There will be elections in England on Thursday. They are “only” local elections, so something like our ‘Landtagswahlen’, but they take place in almost all counties of England and the whole of Northern Ireland. The results could be a nasty surprise. Many people are angry about the lack of Brexit and prefer to dismiss the parliamentarians in London. Mrs May and her colleagues. And they can do that on 2 May, because the MEPs have their constituencies in England and it is there that they have to secure a majority, otherwise the chair in Westminster will wobble. They are nervous because there could be landslide losses. Allegedly, 40% of voters want to vote for the new Brexit party in protest. The name is new, the man behind is an old known, namely the former UKIP leader Nigel Farage. An eloquent seducer, like so many politicians today. I hope it comes as always, namely completely differently than expected.
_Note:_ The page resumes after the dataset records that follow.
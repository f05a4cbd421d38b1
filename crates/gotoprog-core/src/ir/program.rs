//! Goto-program bodies.
//!
//! A [`GotoProgram`] is an ordered instruction list. Jumps name their target
//! by [`InstructionId`], never by position, so code can be spliced in or cut
//! out without patching the remaining jumps. Ids are allocated by the
//! program itself; instructions built for one program must not be inserted
//! into another.

use super::instruction::{Instruction, InstructionId, InstructionKind};
use rustc_hash::FxHashMap;
use std::ops::Range;

#[derive(Debug, Clone, Default, PartialEq, Eq)]
pub struct GotoProgram {
    instructions: Vec<Instruction>,
    next_id: u32,
}

impl GotoProgram {
    pub fn new() -> Self {
        Self::default()
    }

    pub fn len(&self) -> usize {
        self.instructions.len()
    }

    pub fn is_empty(&self) -> bool {
        self.instructions.is_empty()
    }

    pub fn instructions(&self) -> &[Instruction] {
        &self.instructions
    }

    pub fn instructions_mut(&mut self) -> &mut [Instruction] {
        &mut self.instructions
    }

    pub fn iter(&self) -> std::slice::Iter<'_, Instruction> {
        self.instructions.iter()
    }

    /// Allocate a fresh instruction owned by this program without placing it.
    pub fn new_instruction(&mut self, kind: InstructionKind) -> Instruction {
        let id = InstructionId(self.next_id);
        self.next_id += 1;
        Instruction::new(id, kind)
    }

    /// Append a new instruction and return its handle.
    pub fn add_instruction(&mut self, kind: InstructionKind) -> InstructionId {
        let instruction = self.new_instruction(kind);
        let id = instruction.id();
        self.instructions.push(instruction);
        id
    }

    /// Position of the instruction with handle `id`.
    pub fn position(&self, id: InstructionId) -> Option<usize> {
        self.instructions.iter().position(|i| i.id() == id)
    }

    pub fn get(&self, id: InstructionId) -> Option<&Instruction> {
        self.instructions.iter().find(|i| i.id() == id)
    }

    pub fn get_mut(&mut self, id: InstructionId) -> Option<&mut Instruction> {
        self.instructions.iter_mut().find(|i| i.id() == id)
    }

    /// Splice `code` in directly after position `index`.
    pub fn insert_after(&mut self, index: usize, code: Vec<Instruction>) {
        self.insert_before(index + 1, code);
    }

    /// Splice `code` in at position `index`, shifting later instructions.
    pub fn insert_before(&mut self, index: usize, code: Vec<Instruction>) {
        debug_assert!(
            code.iter().all(|i| i.id().0 < self.next_id),
            "spliced instructions were not allocated by this program"
        );
        self.instructions.splice(index..index, code);
    }

    /// Move all of `code` to the end of the program, leaving `code` empty.
    pub fn destructive_append(&mut self, code: &mut Vec<Instruction>) {
        debug_assert!(
            code.iter().all(|i| i.id().0 < self.next_id),
            "appended instructions were not allocated by this program"
        );
        self.instructions.append(code);
    }

    /// Cut the instructions in `range` out of the program.
    ///
    /// Jumps into the removed range are left dangling; callers retarget them
    /// first.
    pub fn remove_range(&mut self, range: Range<usize>) -> Vec<Instruction> {
        self.instructions.drain(range).collect()
    }

    /// Recompute incoming edges, target numbers and local location numbers.
    pub fn update(&mut self) {
        self.compute_incoming_edges();
        self.compute_target_numbers();
        self.compute_location_numbers(0);
    }

    /// Number instructions consecutively from `start`; returns the next free number.
    pub fn compute_location_numbers(&mut self, start: u32) -> u32 {
        let mut next = start;
        for instruction in &mut self.instructions {
            instruction.location_number = next;
            next += 1;
        }
        next
    }

    /// Label every jump target with a number, in program order, starting at 1.
    pub fn compute_target_numbers(&mut self) {
        let targets: Vec<InstructionId> = self
            .instructions
            .iter()
            .filter_map(Instruction::target)
            .collect();

        let mut next = 1;
        for instruction in &mut self.instructions {
            if targets.contains(&instruction.id()) {
                instruction.target_number = Some(next);
                next += 1;
            } else {
                instruction.target_number = None;
            }
        }
    }

    pub fn compute_incoming_edges(&mut self) {
        let mut incoming: FxHashMap<InstructionId, Vec<InstructionId>> = FxHashMap::default();

        for (index, instruction) in self.instructions.iter().enumerate() {
            if let Some(target) = instruction.target() {
                incoming.entry(target).or_default().push(instruction.id());
            }
            if instruction.falls_through() {
                if let Some(next) = self.instructions.get(index + 1) {
                    incoming.entry(next.id()).or_default().push(instruction.id());
                }
            }
        }

        for instruction in &mut self.instructions {
            let mut edges = incoming.remove(&instruction.id()).unwrap_or_default();
            edges.dedup();
            instruction.incoming_edges = edges;
        }
    }
}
There’s a strange attitude in England towards the right to vote. They are furious that they have to take part on top in the EU election. It’s very hard for them to do that, because to commit yourself to something makes the Englishman feel uncomfortable. Always, no matter if it is an appointment or a general election. For him it’s much preferable to leave one or more doors open. It’s much more fun when he can make one or two surprising turns. Such an election campaign is simply too boring, because everything is precisely defined. And that’s the reason why the whole country is fuming.
The Englishman is not at all comfortable with the unloved visits of the deputies at the front door and the ugly placards that block the view of the village pond. It may be that the next two or three months will be a tough test for him. Because there could be three elections coming soon: First the local elections this week, then the EU elections from 23 May and then possibly a new General Election if Mrs May resigns or is resigned. A real challenge for a nation that has a hard time organizing bureaucratic processes. Plus you don’t have polling stations. Every time the same drama, where should the polling stations be set up? The schools we like to use are falling apart. Because in the whole of England you traditionally always choose a Thursday and classes take place there. I don’t know why you can’t vote on Sunday, but I have a suspicion. Who knows the drinking habits on an average Saturday evening, suspects that Sunday is out of the question. Nevertheless, alcohol and compulsory voting go well together in England. Here is the proof: They often vote in the local pub. One of the tables is declared a voting booth and so you can first chat with your mates and then at some point go to the polls. That perhaps explains the result of the Brexit vote, at least a little. Wherever in England elections are held or may be held (has the International Electoral Commission been informed?) and where they actually take place dozens of times, these photos document this. No, I didn’t manipulate them.